Betapa sengsaranya kita, ketika ternyata bobot timbangan kebaikan kita lebih ringan daripada timbangan kejelekan. Ingatlah akan firman Allah subhanahu wata’ala:
فَأَمَّا مَنْ ثَقُلَتْ مَوَازِينُهُ فَهُوَ فِي عِيشَةٍ رَاضِيَةٍ وَأَمَّا مَنْ خَفَّتْ مَوَازِينُهُ فَأُمُّهُ هَاوِيَةٌ وَمَا أَدْرَاكَ مَا هِيَهْ نَارٌ حَامِيَةٌ
“Dan adapun orang-orang yang berat timbangan (kebaikan)nya, maka dia berada dalam kehidupan yang memuaskan. Dan adapun orang-orang yang ringan timbangan (kebaikan)nya, maka tempat kembalinya adalah neraka Hawiyah. Tahukah kamu apakah neraka Hawiyah itu? (Yaitu) api yang sangat panas.” (Al Qari’ah: 6-11)
Bersegeralah dalam Beramal
Wahai para pemuda, bersegeralah untuk beramal kebajikan, dirikanlah shalat dengan sungguh-sungguh, ikhlas dan sesuai tuntunan Rasulullah shallallahu ‘alaihi wasallam.
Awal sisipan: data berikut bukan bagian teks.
use sea_orm_migration::{prelude::*, schema::*};

#[derive(DeriveMigrationName)]
pub struct Migration;

#[async_trait::async_trait]
impl MigrationTrait for Migration {
    async fn up(&self, manager: &SchemaManager) -> Result<(), DbErr> {
        manager
            .create_table(
                Table::create()
                    .table(Users::Table)
                    .if_not_exists()
                    .col(pk_uuid(Users::Id))
                    .col(string(Users::FirstName))
                    .col(string(Users::LastName))
                    .col(string_uniq(Users::Email))
                    .col(string(Users::PasswordHash))
                    .col(string(Users::Role))
                    .col(timestamp_with_time_zone(Users::CreatedAt))
                    .col(timestamp_with_time_zone(Users::UpdatedAt))
                    .to_owned(),
            )
            .await?;

        manager
            .create_table(
                Table::create()
                    .table(Posts::Table)
                    .if_not_exists()
                    .col(pk_uuid(Posts::Id))
                    .col(uuid(Posts::UserId))
                    .col(string(Posts::Title))
                    .col(text(Posts::Content))
                    .col(timestamp_with_time_zone(Posts::CreatedAt))
                    .col(timestamp_with_time_zone(Posts::UpdatedAt))
                    .foreign_key(
                        ForeignKey::create()
                            .name("fk_posts_user_id")
                            .from(Posts::Table, Posts::UserId)
                            .to(Users::Table, Users::Id)
                            .on_update(ForeignKeyAction::Cascade)
                            .on_delete(ForeignKeyAction::Cascade),
                    )
                    .to_owned(),
            )
            .await?;

        // one title per author, duplicates across authors are allowed
        manager
            .create_index(
                Index::create()
                    .name("idx_posts_user_id_title")
                    .table(Posts::Table)
                    .col(Posts::UserId)
                    .col(Posts::Title)
                    .unique()
                    .to_owned(),
            )
            .await?;

        manager
            .create_table(
                Table::create()
                    .table(Categories::Table)
                    .if_not_exists()
                    .col(pk_uuid(Categories::Id))
                    .col(string_uniq(Categories::Name))
                    .to_owned(),
            )
            .await?;

        manager
            .create_table(
                Table::create()
                    .table(Tags::Table)
                    .if_not_exists()
                    .col(pk_uuid(Tags::Id))
                    .col(string_uniq(Tags::Name))
                    .to_owned(),
            )
            .await?;

        manager
            .create_table(
                Table::create()
                    .table(PostCategories::Table)
                    .if_not_exists()
                    .col(uuid(PostCategories::PostId))
                    .col(uuid(PostCategories::CategoryId))
                    .primary_key(
                        Index::create()
                            .col(PostCategories::PostId)
                            .col(PostCategories::CategoryId),
                    )
                    .foreign_key(
                        ForeignKey::create()
                            .name("fk_post_categories_post_id")
                            .from(PostCategories::Table, PostCategories::PostId)
                            .to(Posts::Table, Posts::Id)
                            .on_update(ForeignKeyAction::Cascade)
                            .on_delete(ForeignKeyAction::Cascade),
                    )
                    .foreign_key(
                        ForeignKey::create()
                            .name("fk_post_categories_category_id")
                            .from(PostCategories::Table, PostCategories::CategoryId)
                            .to(Categories::Table, Categories::Id)
                            .on_update(ForeignKeyAction::Cascade)
                            .on_delete(ForeignKeyAction::Cascade),
                    )
                    .to_owned(),
            )
            .await?;

        manager
            .create_table(
                Table::create()
                    .table(PostTags::Table)
                    .if_not_exists()
                    .col(uuid(PostTags::PostId))
                    .col(uuid(PostTags::TagId))
                    .primary_key(Index::create().col(PostTags::PostId).col(PostTags::TagId))
                    .foreign_key(
                        ForeignKey::create()
                            .name("fk_post_tags_post_id")
                            .from(PostTags::Table, PostTags::PostId)
                            .to(Posts::Table, Posts::Id)
                            .on_update(ForeignKeyAction::Cascade)
                            .on_delete(ForeignKeyAction::Cascade),
                    )
                    .foreign_key(
                        ForeignKey::create()
                            .name("fk_post_tags_tag_id")
                            .from(PostTags::Table, PostTags::TagId)
                            .to(Tags::Table, Tags::Id)
                            .on_update(ForeignKeyAction::Cascade)
                            .on_delete(ForeignKeyAction::Cascade),
                    )
                    .to_owned(),
            )
            .await?;

        manager
            .create_table(
                Table::create()
                    .table(Comments::Table)
                    .if_not_exists()
                    .col(pk_uuid(Comments::Id))
                    .col(uuid(Comments::PostId))
                    .col(uuid(Comments::UserId))
                    .col(text(Comments::Content))
                    .col(timestamp_with_time_zone(Comments::CreatedAt))
                    .col(timestamp_with_time_zone(Comments::UpdatedAt))
                    .foreign_key(
                        ForeignKey::create()
                            .name("fk_comments_post_id")
                            .from(Comments::Table, Comments::PostId)
                            .to(Posts::Table, Posts::Id)
                            .on_update(ForeignKeyAction::Cascade)
                            .on_delete(ForeignKeyAction::Cascade),
                    )
                    .foreign_key(
                        ForeignKey::create()
                            .name("fk_comments_user_id")
                            .from(Comments::Table, Comments::UserId)
                            .to(Users::Table, Users::Id)
                            .on_update(ForeignKeyAction::Cascade)
                            .on_delete(ForeignKeyAction::Cascade),
                    )
                    .to_owned(),
            )
            .await
    }

    async fn down(&self, manager: &SchemaManager) -> Result<(), DbErr> {
        manager
            .drop_table(Table::drop().table(Comments::Table).to_owned())
            .await?;
        manager
            .drop_table(Table::drop().table(PostTags::Table).to_owned())
            .await?;
        manager
            .drop_table(Table::drop().table(PostCategories::Table).to_owned())
            .await?;
        manager
            .drop_table(Table::drop().table(Tags::Table).to_owned())
            .await?;
        manager
            .drop_table(Table::drop().table(Categories::Table).to_owned())
            .await?;
        manager
            .drop_table(Table::drop().table(Posts::Table).to_owned())
            .await?;
        manager
            .drop_table(Table::drop().table(Users::Table).to_owned())
            .await
    }
}

#[derive(DeriveIden)]
enum Users {
    Table,
    Id,
    FirstName,
    LastName,
    Email,
    PasswordHash,
    Role,
    CreatedAt,
    UpdatedAt,
}

#[derive(DeriveIden)]
enum Posts {
    Table,
    Id,
    UserId,
    Title,
    Content,
    CreatedAt,
    UpdatedAt,
}

#[derive(DeriveIden)]
enum Categories {
    Table,
    Id,
    Name,
}

#[derive(DeriveIden)]
enum Tags {
    Table,
    Id,
    Name,
}

#[derive(DeriveIden)]
enum PostCategories {
    Table,
    PostId,
    CategoryId,
}

#[derive(DeriveIden)]
enum PostTags {
    Table,
    PostId,
    TagId,
}

#[derive(DeriveIden)]
enum Comments {
    Table,
    Id,
    PostId,
    UserId,
    Content,
    CreatedAt,
    UpdatedAt,
}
Karena shalat adalah yang pertama kali akan dihisab nanti pada hari kiamat, sebagaimana sabdanya:
إِنَّ أَوَّلَ مَا يُحَاسَبُ النَّاسُ بِهِ يَوْمَ الْقِيَامَةِ مِنْ أَعْمَالِهِمْ الصَّلاَةُ
“Sesungguhnya amalan yang pertama kali manusia dihisab dengannya di hari kiamat adalah shalat.” (HR. At Tirmidzi, An Nasa`i, Abu Dawud, Ibnu Majah dan Ahmad. Lafazh hadits riwayat Abu Dawud no.733)
Bagi laki-laki, hendaknya dengan berjama’ah di masjid. Banyaklah berdzikir dan mengingat Allah subhanahu wata’ala. Bacalah Al Qur’an, karena sesungguhnya ia akan memberikan syafaat bagi pembacanya pada hari kiamat nanti.
Banyaklah bertaubat kepada Allah subhanahu wata’ala. Betapa banyak dosa dan kemaksiatan yang telah kalian lakukan selama ini. Mudah-mudahan dengan bertaubat, Allah subhanahu wata’ala akan mengampuni dosa-dosa kalian dan memberi pahala yang dengannya kalian akan memperoleh kebahagiaan dunia dan akhirat.
Wahai para pemuda, banyak-banyaklah beramal shalih, pasti Allah subhanahu wata’ala akan memberi kalian kehidupan yang bahagia, dunia dan akhirat. Allah subhanahu wata’ala berfirman:
مَنْ عَمِلَ صَالِحًا مِنْ ذَكَرٍ أَوْ أُنْثَى وَهُوَ مُؤْمِنٌ فَلَنُحْيِيَنَّهُ حَيَاةً طَيِّبَةً وَلَنَجْزِيَنَّهُمْ أَجْرَهُمْ بِأَحْسَنِ مَا كَانُوا يَعْمَلُونَ
“Barangsiapa yang mengerjakan amal shalih, baik laki-laki maupun perempuan dalam keadaan beriman, maka sesungguhnya akan Kami berikan kepadanya kehidupan yang baik.” (An Nahl: 97)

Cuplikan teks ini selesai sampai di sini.